▶ [Stored data]:
━━━━━━━━━━━━━━━━

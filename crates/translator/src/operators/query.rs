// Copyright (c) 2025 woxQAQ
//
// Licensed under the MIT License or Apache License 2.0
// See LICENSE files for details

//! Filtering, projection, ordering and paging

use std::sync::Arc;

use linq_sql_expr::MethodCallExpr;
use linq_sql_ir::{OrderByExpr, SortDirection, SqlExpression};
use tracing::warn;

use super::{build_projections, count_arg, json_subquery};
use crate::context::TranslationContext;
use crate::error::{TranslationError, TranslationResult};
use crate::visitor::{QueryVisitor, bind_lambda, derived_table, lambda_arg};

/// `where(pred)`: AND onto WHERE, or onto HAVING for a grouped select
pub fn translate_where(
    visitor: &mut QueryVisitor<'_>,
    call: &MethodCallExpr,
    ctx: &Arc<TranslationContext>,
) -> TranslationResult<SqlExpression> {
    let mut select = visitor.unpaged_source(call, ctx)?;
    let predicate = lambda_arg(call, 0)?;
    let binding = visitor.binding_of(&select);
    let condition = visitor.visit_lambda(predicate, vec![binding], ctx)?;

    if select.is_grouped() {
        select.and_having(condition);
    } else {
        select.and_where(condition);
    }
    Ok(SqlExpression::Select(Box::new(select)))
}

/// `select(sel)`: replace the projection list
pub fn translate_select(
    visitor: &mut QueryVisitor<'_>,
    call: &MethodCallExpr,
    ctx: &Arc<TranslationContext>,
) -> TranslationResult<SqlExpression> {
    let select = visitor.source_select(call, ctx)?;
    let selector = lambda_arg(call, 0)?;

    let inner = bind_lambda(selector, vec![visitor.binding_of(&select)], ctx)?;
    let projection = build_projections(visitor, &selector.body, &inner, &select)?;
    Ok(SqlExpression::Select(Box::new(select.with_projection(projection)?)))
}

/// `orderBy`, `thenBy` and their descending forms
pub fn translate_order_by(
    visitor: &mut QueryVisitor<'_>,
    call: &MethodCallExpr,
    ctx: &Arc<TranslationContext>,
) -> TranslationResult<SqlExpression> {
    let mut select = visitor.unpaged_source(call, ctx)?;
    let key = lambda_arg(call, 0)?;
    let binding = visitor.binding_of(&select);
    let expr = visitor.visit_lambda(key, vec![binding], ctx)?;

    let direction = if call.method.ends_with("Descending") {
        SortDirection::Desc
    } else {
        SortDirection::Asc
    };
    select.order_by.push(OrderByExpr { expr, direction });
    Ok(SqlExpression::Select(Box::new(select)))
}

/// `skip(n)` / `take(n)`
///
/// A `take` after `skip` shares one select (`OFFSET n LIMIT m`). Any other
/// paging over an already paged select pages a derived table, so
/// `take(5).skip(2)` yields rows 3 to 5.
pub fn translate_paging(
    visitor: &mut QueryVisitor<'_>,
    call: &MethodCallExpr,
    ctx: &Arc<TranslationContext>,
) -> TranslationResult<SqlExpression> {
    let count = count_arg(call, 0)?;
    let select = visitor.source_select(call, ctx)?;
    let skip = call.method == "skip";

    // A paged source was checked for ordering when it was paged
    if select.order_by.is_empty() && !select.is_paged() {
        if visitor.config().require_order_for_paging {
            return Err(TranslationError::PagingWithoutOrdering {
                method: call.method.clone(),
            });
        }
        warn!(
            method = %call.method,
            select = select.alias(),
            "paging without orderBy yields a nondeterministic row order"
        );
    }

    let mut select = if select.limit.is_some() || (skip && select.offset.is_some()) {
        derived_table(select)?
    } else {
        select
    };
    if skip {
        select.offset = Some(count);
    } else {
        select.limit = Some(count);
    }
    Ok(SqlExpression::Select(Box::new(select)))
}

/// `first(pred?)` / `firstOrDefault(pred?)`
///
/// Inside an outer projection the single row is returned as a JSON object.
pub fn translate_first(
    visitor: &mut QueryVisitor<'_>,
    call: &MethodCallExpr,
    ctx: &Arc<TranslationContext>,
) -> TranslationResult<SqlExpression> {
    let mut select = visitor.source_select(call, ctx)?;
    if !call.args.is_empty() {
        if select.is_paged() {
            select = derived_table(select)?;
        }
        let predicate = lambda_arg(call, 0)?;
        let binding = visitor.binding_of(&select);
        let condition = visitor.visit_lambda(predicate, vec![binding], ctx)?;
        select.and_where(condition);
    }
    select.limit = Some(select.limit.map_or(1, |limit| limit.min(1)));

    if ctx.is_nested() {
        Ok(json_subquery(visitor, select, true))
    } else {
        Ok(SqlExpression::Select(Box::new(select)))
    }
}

━━━━━━━━━━━━━━━━

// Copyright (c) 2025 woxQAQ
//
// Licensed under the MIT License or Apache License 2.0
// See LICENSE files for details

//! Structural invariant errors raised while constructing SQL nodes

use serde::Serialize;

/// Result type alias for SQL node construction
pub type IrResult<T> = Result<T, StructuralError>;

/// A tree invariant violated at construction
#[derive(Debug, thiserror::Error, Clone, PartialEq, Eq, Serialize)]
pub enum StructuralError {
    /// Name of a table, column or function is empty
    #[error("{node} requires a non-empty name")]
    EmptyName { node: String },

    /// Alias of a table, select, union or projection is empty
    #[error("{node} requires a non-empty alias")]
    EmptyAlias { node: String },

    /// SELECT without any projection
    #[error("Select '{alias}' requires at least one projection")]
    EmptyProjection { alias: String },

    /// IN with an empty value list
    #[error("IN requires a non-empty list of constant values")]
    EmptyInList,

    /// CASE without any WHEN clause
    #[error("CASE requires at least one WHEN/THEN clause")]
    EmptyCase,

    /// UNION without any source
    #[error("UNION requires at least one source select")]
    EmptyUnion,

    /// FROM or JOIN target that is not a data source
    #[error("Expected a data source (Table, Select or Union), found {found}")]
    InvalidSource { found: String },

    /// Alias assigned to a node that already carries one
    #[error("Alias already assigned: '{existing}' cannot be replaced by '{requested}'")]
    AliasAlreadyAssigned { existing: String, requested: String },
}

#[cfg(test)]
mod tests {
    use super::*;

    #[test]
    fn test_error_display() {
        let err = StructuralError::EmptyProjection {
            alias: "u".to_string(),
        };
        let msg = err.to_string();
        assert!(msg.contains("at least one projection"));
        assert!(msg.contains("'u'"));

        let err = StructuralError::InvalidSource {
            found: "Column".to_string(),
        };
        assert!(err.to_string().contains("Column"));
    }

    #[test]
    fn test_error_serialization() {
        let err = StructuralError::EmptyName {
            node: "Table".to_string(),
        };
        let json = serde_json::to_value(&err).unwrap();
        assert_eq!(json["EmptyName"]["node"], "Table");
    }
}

━━━━━━━━━━━━━━━━

▶ [Your objective]:
Counting the lines above that hold "yields", reply with the number and no other words.

▶ [Written response]:
2